Figure out how many lines of the material below contain the word "behavior". Answer with the number only.
━━ Information ━━
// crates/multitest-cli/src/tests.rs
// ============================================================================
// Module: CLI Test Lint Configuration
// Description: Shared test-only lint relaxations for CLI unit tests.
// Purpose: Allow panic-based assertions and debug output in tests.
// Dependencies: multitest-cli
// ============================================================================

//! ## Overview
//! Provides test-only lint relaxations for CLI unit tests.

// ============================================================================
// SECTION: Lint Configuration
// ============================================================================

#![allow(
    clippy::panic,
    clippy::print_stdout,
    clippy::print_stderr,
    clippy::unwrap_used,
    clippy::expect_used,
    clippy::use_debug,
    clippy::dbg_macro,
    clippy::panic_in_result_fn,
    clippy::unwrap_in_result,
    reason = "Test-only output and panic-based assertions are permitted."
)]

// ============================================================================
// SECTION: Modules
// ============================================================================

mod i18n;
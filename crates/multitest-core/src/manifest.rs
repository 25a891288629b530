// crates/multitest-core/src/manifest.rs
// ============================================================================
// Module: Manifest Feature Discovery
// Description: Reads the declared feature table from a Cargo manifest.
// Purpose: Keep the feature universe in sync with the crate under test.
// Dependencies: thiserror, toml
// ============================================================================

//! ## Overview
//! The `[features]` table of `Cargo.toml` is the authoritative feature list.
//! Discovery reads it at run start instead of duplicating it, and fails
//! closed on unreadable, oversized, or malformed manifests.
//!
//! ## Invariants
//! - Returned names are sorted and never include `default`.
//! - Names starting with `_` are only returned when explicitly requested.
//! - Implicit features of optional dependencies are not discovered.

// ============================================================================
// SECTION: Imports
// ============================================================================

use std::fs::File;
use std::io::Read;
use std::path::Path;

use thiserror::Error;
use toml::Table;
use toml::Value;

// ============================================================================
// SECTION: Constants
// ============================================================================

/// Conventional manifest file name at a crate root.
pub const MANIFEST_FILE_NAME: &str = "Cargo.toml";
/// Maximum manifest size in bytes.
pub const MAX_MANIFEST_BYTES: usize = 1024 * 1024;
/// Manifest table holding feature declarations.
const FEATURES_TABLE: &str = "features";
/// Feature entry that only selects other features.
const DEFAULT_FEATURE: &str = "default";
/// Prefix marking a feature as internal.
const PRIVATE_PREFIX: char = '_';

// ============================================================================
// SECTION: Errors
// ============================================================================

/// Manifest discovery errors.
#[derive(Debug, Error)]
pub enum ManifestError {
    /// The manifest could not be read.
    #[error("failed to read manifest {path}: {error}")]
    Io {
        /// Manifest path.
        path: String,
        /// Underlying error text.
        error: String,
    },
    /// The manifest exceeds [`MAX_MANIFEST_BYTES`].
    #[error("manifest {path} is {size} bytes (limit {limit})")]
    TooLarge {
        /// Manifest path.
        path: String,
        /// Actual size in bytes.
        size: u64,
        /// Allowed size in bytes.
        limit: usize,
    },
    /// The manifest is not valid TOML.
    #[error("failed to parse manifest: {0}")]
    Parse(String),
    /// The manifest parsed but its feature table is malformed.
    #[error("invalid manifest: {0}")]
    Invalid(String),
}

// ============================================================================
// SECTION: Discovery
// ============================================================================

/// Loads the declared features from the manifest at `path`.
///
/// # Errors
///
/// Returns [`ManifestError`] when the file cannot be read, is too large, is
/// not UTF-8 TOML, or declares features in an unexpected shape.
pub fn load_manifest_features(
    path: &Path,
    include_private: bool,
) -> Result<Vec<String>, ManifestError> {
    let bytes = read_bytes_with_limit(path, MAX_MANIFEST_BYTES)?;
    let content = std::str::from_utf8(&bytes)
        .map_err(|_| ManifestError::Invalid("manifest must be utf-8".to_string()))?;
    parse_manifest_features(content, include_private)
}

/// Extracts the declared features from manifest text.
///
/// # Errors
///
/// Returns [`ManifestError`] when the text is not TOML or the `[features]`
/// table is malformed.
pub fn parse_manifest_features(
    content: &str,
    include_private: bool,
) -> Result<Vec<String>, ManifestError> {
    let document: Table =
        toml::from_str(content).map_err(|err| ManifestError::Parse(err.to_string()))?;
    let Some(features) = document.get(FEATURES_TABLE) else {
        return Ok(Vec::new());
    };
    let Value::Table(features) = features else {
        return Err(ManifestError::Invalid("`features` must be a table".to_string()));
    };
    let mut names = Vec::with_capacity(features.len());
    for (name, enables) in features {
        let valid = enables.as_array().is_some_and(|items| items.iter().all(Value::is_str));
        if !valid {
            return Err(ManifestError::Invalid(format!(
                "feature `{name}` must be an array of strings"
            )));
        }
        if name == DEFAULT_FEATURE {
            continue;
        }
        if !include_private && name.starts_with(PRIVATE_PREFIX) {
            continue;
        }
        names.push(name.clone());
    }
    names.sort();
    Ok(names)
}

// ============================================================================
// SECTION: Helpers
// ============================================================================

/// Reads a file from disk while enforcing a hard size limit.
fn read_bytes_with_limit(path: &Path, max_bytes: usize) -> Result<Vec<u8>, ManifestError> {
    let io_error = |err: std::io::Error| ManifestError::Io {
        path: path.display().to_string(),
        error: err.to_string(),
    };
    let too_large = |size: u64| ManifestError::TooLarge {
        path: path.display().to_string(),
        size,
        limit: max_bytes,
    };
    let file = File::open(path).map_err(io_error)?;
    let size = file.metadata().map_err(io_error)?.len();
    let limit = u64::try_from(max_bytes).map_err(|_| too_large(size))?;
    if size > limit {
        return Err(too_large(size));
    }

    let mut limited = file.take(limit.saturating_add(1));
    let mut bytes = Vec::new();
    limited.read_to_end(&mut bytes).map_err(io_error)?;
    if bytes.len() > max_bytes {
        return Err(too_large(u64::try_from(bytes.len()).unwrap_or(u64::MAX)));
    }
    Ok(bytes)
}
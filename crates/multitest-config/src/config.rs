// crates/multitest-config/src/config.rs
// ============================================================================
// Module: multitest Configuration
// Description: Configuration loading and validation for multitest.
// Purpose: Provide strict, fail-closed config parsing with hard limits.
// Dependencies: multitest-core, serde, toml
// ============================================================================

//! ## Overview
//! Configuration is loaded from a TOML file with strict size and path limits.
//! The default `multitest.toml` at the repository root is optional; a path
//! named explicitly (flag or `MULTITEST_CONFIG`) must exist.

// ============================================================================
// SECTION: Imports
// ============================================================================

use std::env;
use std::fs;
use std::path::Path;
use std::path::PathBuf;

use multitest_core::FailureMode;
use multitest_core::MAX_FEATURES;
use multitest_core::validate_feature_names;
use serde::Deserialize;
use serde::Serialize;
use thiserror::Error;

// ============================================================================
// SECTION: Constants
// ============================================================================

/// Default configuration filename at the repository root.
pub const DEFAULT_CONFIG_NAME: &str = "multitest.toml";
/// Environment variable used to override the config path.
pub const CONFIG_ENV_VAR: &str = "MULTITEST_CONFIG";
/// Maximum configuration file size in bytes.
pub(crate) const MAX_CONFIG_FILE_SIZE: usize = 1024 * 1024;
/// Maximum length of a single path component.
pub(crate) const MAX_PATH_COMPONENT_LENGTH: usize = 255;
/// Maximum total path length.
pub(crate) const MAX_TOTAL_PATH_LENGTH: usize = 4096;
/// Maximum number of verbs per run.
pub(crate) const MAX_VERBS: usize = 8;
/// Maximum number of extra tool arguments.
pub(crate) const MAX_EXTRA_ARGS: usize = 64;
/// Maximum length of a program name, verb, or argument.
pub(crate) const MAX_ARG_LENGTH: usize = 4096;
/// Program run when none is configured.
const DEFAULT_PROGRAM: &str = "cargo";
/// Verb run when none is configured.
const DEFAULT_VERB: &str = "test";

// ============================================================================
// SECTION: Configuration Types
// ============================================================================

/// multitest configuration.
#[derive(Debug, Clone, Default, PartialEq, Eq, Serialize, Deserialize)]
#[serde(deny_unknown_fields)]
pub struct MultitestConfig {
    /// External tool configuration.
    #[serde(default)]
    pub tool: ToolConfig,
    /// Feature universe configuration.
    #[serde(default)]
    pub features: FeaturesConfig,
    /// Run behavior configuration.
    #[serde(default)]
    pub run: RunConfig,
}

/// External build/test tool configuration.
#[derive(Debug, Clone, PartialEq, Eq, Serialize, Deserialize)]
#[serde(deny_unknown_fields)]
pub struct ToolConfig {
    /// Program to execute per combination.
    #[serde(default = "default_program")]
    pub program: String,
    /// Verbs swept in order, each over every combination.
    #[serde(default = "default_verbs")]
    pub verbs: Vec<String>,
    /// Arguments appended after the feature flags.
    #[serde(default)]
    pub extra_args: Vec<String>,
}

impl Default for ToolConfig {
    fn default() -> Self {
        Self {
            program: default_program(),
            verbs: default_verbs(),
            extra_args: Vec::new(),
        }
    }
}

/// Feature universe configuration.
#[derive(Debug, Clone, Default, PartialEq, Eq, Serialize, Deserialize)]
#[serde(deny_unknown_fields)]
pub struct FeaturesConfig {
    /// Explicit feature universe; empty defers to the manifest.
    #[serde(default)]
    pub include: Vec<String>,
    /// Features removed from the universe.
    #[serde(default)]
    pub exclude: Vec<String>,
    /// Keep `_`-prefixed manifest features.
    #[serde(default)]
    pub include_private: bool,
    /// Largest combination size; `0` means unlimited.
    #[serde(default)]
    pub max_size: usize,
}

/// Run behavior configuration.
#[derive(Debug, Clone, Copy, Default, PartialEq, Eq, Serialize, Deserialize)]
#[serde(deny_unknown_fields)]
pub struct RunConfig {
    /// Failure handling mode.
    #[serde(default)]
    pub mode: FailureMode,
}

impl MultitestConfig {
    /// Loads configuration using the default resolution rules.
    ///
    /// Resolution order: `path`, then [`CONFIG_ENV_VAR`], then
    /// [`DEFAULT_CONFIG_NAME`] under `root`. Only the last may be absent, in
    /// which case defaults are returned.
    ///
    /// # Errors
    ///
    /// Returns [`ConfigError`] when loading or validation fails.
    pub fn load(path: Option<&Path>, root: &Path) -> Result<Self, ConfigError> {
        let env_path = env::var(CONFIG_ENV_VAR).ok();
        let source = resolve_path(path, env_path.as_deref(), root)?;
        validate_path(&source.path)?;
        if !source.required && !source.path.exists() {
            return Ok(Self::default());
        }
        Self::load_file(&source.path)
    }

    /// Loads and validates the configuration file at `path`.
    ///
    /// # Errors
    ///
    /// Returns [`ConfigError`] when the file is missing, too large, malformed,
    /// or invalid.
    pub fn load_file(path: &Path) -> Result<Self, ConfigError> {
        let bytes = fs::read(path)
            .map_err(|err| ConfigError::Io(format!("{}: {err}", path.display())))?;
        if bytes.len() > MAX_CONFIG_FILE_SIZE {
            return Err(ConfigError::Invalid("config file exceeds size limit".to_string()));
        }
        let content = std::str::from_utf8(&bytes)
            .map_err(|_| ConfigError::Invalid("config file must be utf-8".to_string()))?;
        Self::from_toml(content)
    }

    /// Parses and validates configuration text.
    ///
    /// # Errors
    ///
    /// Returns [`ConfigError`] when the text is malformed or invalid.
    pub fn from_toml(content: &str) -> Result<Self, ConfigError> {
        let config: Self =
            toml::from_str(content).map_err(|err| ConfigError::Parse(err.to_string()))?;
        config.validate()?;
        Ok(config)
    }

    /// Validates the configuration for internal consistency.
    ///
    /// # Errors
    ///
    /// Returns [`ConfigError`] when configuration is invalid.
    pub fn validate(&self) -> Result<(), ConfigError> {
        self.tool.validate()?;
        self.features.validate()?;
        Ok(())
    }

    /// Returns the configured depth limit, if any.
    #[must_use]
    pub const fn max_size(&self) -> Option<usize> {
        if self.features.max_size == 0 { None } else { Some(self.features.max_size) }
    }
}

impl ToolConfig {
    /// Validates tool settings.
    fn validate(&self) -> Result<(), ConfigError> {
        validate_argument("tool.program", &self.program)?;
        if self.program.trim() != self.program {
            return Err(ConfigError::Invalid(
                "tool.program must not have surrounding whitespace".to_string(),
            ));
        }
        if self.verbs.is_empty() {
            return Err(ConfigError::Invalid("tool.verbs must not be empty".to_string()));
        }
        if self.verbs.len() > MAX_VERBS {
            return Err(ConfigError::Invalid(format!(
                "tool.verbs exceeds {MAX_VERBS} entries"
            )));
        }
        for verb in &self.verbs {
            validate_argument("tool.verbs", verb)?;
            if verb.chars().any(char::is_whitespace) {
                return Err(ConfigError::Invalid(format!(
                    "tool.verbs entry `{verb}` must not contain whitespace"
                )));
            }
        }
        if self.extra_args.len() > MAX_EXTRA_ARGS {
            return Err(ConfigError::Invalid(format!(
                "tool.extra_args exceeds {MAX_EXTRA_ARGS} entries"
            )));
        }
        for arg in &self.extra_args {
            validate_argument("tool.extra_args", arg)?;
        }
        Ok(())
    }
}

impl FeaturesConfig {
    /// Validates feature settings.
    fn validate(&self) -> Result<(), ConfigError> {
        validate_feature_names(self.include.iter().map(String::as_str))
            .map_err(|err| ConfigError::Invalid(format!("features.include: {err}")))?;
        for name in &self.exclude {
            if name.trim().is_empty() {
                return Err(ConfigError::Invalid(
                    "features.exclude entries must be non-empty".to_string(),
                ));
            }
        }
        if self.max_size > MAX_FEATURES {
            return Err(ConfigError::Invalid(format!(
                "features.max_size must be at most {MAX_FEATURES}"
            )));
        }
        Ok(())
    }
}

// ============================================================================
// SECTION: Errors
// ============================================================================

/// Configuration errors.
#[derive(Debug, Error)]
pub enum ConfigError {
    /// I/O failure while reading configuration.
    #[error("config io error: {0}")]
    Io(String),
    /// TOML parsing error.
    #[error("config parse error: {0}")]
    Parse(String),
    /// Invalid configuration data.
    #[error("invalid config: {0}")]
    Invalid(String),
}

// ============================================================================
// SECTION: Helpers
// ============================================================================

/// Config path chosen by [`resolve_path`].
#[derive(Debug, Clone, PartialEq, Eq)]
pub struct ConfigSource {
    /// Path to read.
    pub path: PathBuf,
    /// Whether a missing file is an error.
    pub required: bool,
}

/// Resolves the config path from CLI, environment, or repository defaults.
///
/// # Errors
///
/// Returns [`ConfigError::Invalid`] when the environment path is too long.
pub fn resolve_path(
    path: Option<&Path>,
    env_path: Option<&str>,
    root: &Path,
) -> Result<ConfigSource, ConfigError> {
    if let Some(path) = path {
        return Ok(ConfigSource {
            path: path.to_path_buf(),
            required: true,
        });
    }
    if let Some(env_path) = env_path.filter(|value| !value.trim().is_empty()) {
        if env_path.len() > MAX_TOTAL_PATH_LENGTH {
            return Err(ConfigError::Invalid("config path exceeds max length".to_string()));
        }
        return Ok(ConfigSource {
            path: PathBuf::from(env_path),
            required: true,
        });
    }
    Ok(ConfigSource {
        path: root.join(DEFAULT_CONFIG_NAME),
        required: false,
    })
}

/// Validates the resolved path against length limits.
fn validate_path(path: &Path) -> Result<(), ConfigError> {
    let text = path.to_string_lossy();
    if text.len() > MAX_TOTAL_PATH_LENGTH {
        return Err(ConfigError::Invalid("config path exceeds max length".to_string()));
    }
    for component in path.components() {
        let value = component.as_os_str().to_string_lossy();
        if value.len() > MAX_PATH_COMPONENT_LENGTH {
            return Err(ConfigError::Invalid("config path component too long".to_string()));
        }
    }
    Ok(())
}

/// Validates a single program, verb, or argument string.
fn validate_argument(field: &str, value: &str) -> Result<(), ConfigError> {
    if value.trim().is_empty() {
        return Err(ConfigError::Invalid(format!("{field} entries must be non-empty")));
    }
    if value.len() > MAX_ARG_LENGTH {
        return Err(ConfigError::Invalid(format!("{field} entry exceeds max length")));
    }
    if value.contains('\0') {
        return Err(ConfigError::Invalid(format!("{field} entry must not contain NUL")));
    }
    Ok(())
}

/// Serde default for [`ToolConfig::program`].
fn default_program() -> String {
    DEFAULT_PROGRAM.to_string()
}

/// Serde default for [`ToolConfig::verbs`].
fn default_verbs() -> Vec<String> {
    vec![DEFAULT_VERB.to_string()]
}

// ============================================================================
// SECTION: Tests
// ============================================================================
━━━
- _Expected answer_
2